▼▼▼

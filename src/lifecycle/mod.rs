//! Column index lifecycle: descriptors, initial-build task grouping,
//! interruption cleanup, and the queryability registry that tracks which
//! `(sstable, column)` pairs survived their last build or open (spec.md
//! §3 "Entity lifecycles", §4.5, §7 class 3/4).
//!
//! Grounded on `src/manifest/mod.rs`'s `Mutex`-guarded metadata-authority
//! shape, adapted from durable WAL+snapshot state (SAI owns no WAL; the
//! host's own WAL already covers durability, per spec.md §1) to a plain
//! in-memory registry scoped to the lifetime of one index engine instance
//! — no ambient singleton, unlike a `static` registry would be.

pub mod searcher;

use std::collections::HashMap;
use std::sync::{Mutex, RwLock};

use thiserror::Error;
use tracing::{info, warn};

use crate::config::{ColumnIndexOptions, ConfigError};
use crate::segment::builder::purge_column;
use crate::segment::layout::purge_group;
use crate::segment::SegmentError;

/// Errors raised while managing column index lifecycle state.
#[derive(Debug, Error)]
pub enum LifecycleError {
    /// No column index descriptor exists with this name.
    #[error("no column index named `{0}`")]
    UnknownColumn(String),

    /// `create` was called for a column that already has a descriptor.
    #[error("column index `{0}` already exists")]
    AlreadyExists(String),

    /// A lock guarding lifecycle state was poisoned by a panicking holder.
    #[error("lifecycle state lock poisoned")]
    Poisoned,

    /// DDL option validation failed at `CREATE CUSTOM INDEX` time (spec.md
    /// §7 class 1).
    #[error("index option validation failed: {0}")]
    Config(#[from] ConfigError),

    /// A build or cleanup operation failed at the segment layer (spec.md
    /// §7 class 3).
    #[error("segment build error: {0}")]
    Segment(#[from] SegmentError),
}

/// The initial-build state of one column index descriptor, independent of
/// any single SSTable's queryability (tracked separately in
/// [`QueryabilityRegistry`]).
#[derive(Debug, Clone, Copy, PartialEq, Eq)]
pub enum BuildState {
    /// The background initial build over existing SSTables has not
    /// finished yet.
    InProgress,
    /// The initial build completed; new SSTables are indexed incrementally
    /// from here on.
    Complete,
    /// The initial build failed and no completion marker exists; a
    /// `REBUILD` is required before any query can use this index.
    Failed,
}

/// A user-declared named column index (spec.md §3 "Column index
/// descriptor"). Creation is DDL-validated eagerly; the initial build runs
/// as a separate background step tracked via [`ColumnIndexDescriptor::build_state`].
pub struct ColumnIndexDescriptor {
    /// Index name, as declared in `CREATE CUSTOM INDEX`.
    pub name: String,
    /// Column this index covers.
    pub column: String,
    /// Validated index options.
    pub options: ColumnIndexOptions,
    state: RwLock<BuildState>,
}

impl ColumnIndexDescriptor {
    /// Validates `raw` against `kind`/`collection` and creates a descriptor
    /// whose initial build has not started yet (spec.md §7 class 1: no
    /// side effects until this returns `Ok`).
    pub fn create(
        name: impl Into<String>,
        column: impl Into<String>,
        kind: crate::config::IndexedColumnKind,
        collection: crate::config::CollectionVariant,
        raw: crate::config::RawOptions,
    ) -> Result<Self, LifecycleError> {
        let options = ColumnIndexOptions::validate(kind, collection, raw)?;
        Ok(Self {
            name: name.into(),
            column: column.into(),
            options,
            state: RwLock::new(BuildState::InProgress),
        })
    }

    /// Current initial-build state.
    pub fn build_state(&self) -> Result<BuildState, LifecycleError> {
        self.state.read().map(|s| *s).map_err(|_| LifecycleError::Poisoned)
    }

    /// Marks the initial build complete.
    pub fn mark_build_complete(&self) -> Result<(), LifecycleError> {
        *self.state.write().map_err(|_| LifecycleError::Poisoned)? = BuildState::Complete;
        info!(index = %self.name, column = %self.column, "initial build complete");
        Ok(())
    }

    /// Marks the initial build failed (spec.md §7 class 3).
    pub fn mark_build_failed(&self) -> Result<(), LifecycleError> {
        *self.state.write().map_err(|_| LifecycleError::Poisoned)? = BuildState::Failed;
        warn!(index = %self.name, column = %self.column, "initial build failed, REBUILD required");
        Ok(())
    }

    /// Resets to `InProgress`, the state a `REBUILD` command starts from.
    pub fn mark_rebuild_started(&self) -> Result<(), LifecycleError> {
        *self.state.write().map_err(|_| LifecycleError::Poisoned)? = BuildState::InProgress;
        info!(index = %self.name, column = %self.column, "rebuild started");
        Ok(())
    }

    /// Whether the query planner's index-build gate (spec.md §4.7) should
    /// admit a query against this column at all, independent of any one
    /// SSTable's queryability.
    pub fn is_queryable(&self) -> Result<bool, LifecycleError> {
        Ok(matches!(self.build_state()?, BuildState::Complete))
    }
}

/// In-memory map from `(sstable_id, column)` to queryable/non-queryable,
/// consulted by the planner before a searcher is ever opened for that pair
/// (spec.md §7 class 4, §9 "no ambient singletons" — owned by whatever
/// constructs the index engine, not a global).
#[derive(Default)]
pub struct QueryabilityRegistry {
    non_queryable: Mutex<HashMap<(u64, String), ()>>,
}

impl QueryabilityRegistry {
    /// Creates an empty registry; every `(sstable, column)` pair is
    /// queryable until explicitly downgraded.
    pub fn new() -> Self {
        Self::default()
    }

    /// Whether `(sstable_id, column)` is currently queryable. Absent from
    /// the table means "never downgraded," which is the common case.
    pub fn is_queryable(&self, sstable_id: u64, column: &str) -> Result<bool, LifecycleError> {
        let guard = self.non_queryable.lock().map_err(|_| LifecycleError::Poisoned)?;
        Ok(!guard.contains_key(&(sstable_id, column.to_string())))
    }

    /// Downgrades `(sstable_id, column)` to non-queryable after a
    /// build-time failure or read-time checksum/structural corruption.
    pub fn mark_non_queryable(&self, sstable_id: u64, column: &str) -> Result<(), LifecycleError> {
        let mut guard = self.non_queryable.lock().map_err(|_| LifecycleError::Poisoned)?;
        guard.insert((sstable_id, column.to_string()), ());
        warn!(sstable_id, column, "downgraded to non-queryable");
        Ok(())
    }

    /// Restores `(sstable_id, column)` to queryable after a successful
    /// rebuild reconstructs its components.
    pub fn mark_queryable(&self, sstable_id: u64, column: &str) -> Result<(), LifecycleError> {
        let mut guard = self.non_queryable.lock().map_err(|_| LifecycleError::Poisoned)?;
        guard.remove(&(sstable_id, column.to_string()));
        info!(sstable_id, column, "restored to queryable");
        Ok(())
    }

    /// Every column currently downgraded for any SSTable, for diagnostics
    /// or a recovery sweep.
    pub fn non_queryable_pairs(&self) -> Result<Vec<(u64, String)>, LifecycleError> {
        let guard = self.non_queryable.lock().map_err(|_| LifecycleError::Poisoned)?;
        Ok(guard.keys().cloned().collect())
    }
}

/// One SSTable as input to initial-build grouping: its id and its on-disk
/// byte size.
#[derive(Debug, Clone, Copy)]
pub struct BuildInput {
    /// SSTable identifier.
    pub sstable_id: u64,
    /// Cumulative on-disk size in bytes, used to balance worker load.
    pub size_bytes: u64,
}

/// Groups `inputs` into `parallelism` worker groups with approximately
/// equal total bytes (spec.md §4.5's "grouped to a parallelism target by
/// cumulative on-disk size"), via longest-processing-time-first greedy
/// scheduling: largest inputs assigned first, each to the currently
/// lightest group — the same greedy-balance idea
/// `src/compaction/stcs/mod.rs::bucket_sstables` uses for its running
/// average, adapted from ratio-bucketing to worker-count balancing.
pub fn group_for_initial_build(inputs: &[BuildInput], parallelism: usize) -> Vec<Vec<BuildInput>> {
    let parallelism = parallelism.max(1);
    let mut groups: Vec<Vec<BuildInput>> = vec![Vec::new(); parallelism];
    let mut totals: Vec<u64> = vec![0; parallelism];

    let mut sorted: Vec<BuildInput> = inputs.to_vec();
    sorted.sort_by(|a, b| b.size_bytes.cmp(&a.size_bytes));

    for input in sorted {
        let (lightest, _) = totals
            .iter()
            .enumerate()
            .min_by_key(|&(_, total)| *total)
            .expect("parallelism is at least 1");
        totals[lightest] += input.size_bytes;
        groups[lightest].push(input);
    }

    groups.retain(|g| !g.is_empty());
    groups
}

/// Cleans up a failed or aborted build for one SSTable (spec.md §4.5
/// "Interruption"): deletes every partial per-column component across every
/// segment the build reached (`segment_count`, 1 if it never rotated), and
/// — when `last_column` is true (no column in this SSTable's build
/// succeeded) — also deletes the shared per-SSTable components, since the
/// group never earns its completion marker.
pub fn cleanup_failed_build(
    directory: &std::path::Path,
    sstable_name: &str,
    version: u16,
    segment_count: u32,
    column: &str,
    last_column: bool,
) -> Result<(), LifecycleError> {
    warn!(sstable_name, column, segment_count, last_column, "cleaning up failed column index build");
    purge_column(directory, sstable_name, version, segment_count, column)?;
    if last_column {
        purge_group(directory, sstable_name, version)?;
    }
    Ok(())
}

▲▲▲

Activity. What lines in the material include the string "memory"? Pull each one out.

Task output.
//! in-memory registry scoped to the lifetime of one index engine instance
/// In-memory map from `(sstable_id, column)` to queryable/non-queryable,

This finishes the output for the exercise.